__About this exercise__:
Look through the records below for the line with "return None;". Return that line and each one after it up to and including the line with "let exp_digits = count_digits(exp);", exactly.

__Records shown__:
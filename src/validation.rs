//! 사용자 입력 문자열을 검증해 온도 값으로 바꾼다.

use crate::units::TemperatureUnit;

/// 입력 검증 실패 사유. `Display` 결과가 그대로 사용자에게 보이는 메시지다.
#[derive(Debug, Clone, Copy, PartialEq, Eq)]
pub enum ValidationError {
    /// 값이 비어 있음
    EmptyInput,
    /// 숫자로 해석할 수 없음
    NotANumber,
    /// 입력 단위 기준 절대영도보다 낮음
    BelowAbsoluteZero(TemperatureUnit),
}

impl ValidationError {
    /// 언어팩 조회용 키.
    pub fn message_key(&self) -> &'static str {
        match self {
            ValidationError::EmptyInput => "validation.empty_input",
            ValidationError::NotANumber => "validation.not_a_number",
            ValidationError::BelowAbsoluteZero(TemperatureUnit::Celsius) => {
                "validation.below_absolute_zero.celsius"
            }
            ValidationError::BelowAbsoluteZero(TemperatureUnit::Fahrenheit) => {
                "validation.below_absolute_zero.fahrenheit"
            }
            ValidationError::BelowAbsoluteZero(TemperatureUnit::Kelvin) => {
                "validation.below_absolute_zero.kelvin"
            }
        }
    }
}

impl std::fmt::Display for ValidationError {
    fn fmt(&self, f: &mut std::fmt::Formatter<'_>) -> std::fmt::Result {
        match self {
            ValidationError::EmptyInput => write!(f, "Please enter a temperature value."),
            ValidationError::NotANumber => write!(f, "Please enter a valid number."),
            ValidationError::BelowAbsoluteZero(TemperatureUnit::Kelvin) => {
                write!(f, "Kelvin cannot be negative (absolute zero is 0K).")
            }
            ValidationError::BelowAbsoluteZero(unit) => write!(
                f,
                "Temperature cannot be below absolute zero ({}{}).",
                unit.absolute_zero(),
                unit.symbol()
            ),
        }
    }
}

impl std::error::Error for ValidationError {}

/// 검증 결과. 성공 시 해석된 값을 담는다.
pub type ValidationResult = Result<f64, ValidationError>;

/// 입력 문자열을 `from_unit` 기준으로 검증한다.
///
/// 앞뒤 공백은 무시한다. 숫자 해석은 선행 숫자 부분만 읽는 관대한 규칙을 따르므로
/// `"12abc"`는 12로 읽힌다. 무한대로 해석되는 값은 숫자가 아닌 것으로 본다.
pub fn validate(raw_input: &str, from_unit: TemperatureUnit) -> ValidationResult {
    let input = raw_input.trim();
    if input.is_empty() {
        return Err(ValidationError::EmptyInput);
    }
    let value = parse_leading_number(input)
        .filter(|v| v.is_finite())
        .ok_or(ValidationError::NotANumber)?;
    if value < from_unit.absolute_zero() {
        return Err(ValidationError::BelowAbsoluteZero(from_unit));
    }
    Ok(value)
}

/// 문자열 앞부분에서 `[+-]digits[.digits][e[+-]digits]` 형태를 최대한 길게 읽는다.
fn parse_leading_number(s: &str) -> Option<f64> {
    let bytes = s.as_bytes();
    let count_digits = |from: usize| {
        bytes
            .get(from..)
            .map(|rest| rest.iter().take_while(|b| b.is_ascii_digit()).count())
            .unwrap_or(0)
    };

    let mut end = 0;
    if matches!(bytes.first(), Some(b'+') | Some(b'-')) {
        end = 1;
    }
    let int_digits = count_digits(end);
    end += int_digits;

    let mut frac_digits = 0;
    if bytes.get(end) == Some(&b'.') {
        frac_digits = count_digits(end + 1);
        if frac_digits > 0 {
            end += 1 + frac_digits;
        }
    }
    if int_digits == 0 && frac_digits == 0 {
        return None;
    }

    if matches!(bytes.get(end), Some(b'e') | Some(b'E')) {
        let mut exp = end + 1;
        if matches!(bytes.get(exp), Some(b'+') | Some(b'-')) {
            exp += 1;
        }
        let exp_digits = count_digits(exp);
        if exp_digits > 0 {
            end = exp + exp_digits;
        }
    }

    s[..end].parse::<f64>().ok()
}

#[cfg(test)]
mod tests {
    use super::parse_leading_number;

    #[test]
    fn leading_prefix_is_parsed() {
        assert_eq!(parse_leading_number("12abc"), Some(12.0));
        assert_eq!(parse_leading_number("-3.5°C"), Some(-3.5));
        assert_eq!(parse_leading_number(".5"), Some(0.5));
        assert_eq!(parse_leading_number("5."), Some(5.0));
        assert_eq!(parse_leading_number("1e3"), Some(1000.0));
        assert_eq!(parse_leading_number("1e"), Some(1.0));
        assert_eq!(parse_leading_number("2E-2x"), Some(0.02));
    }

    #[test]
    fn no_digits_is_rejected() {
        assert_eq!(parse_leading_number("abc"), None);
        assert_eq!(parse_leading_number("-"), None);
        assert_eq!(parse_leading_number("."), None);
        assert_eq!(parse_leading_number("Infinity"), None);
        assert_eq!(parse_leading_number("e5"), None);
    }
}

__Output for this exercise__:
        return None;
    }

    if matches!(bytes.get(end), Some(b'e') | Some(b'E')) {
        let mut exp = end + 1;
        if matches!(bytes.get(exp), Some(b'+') | Some(b'-')) {
            exp += 1;
        }
        let exp_digits = count_digits(exp);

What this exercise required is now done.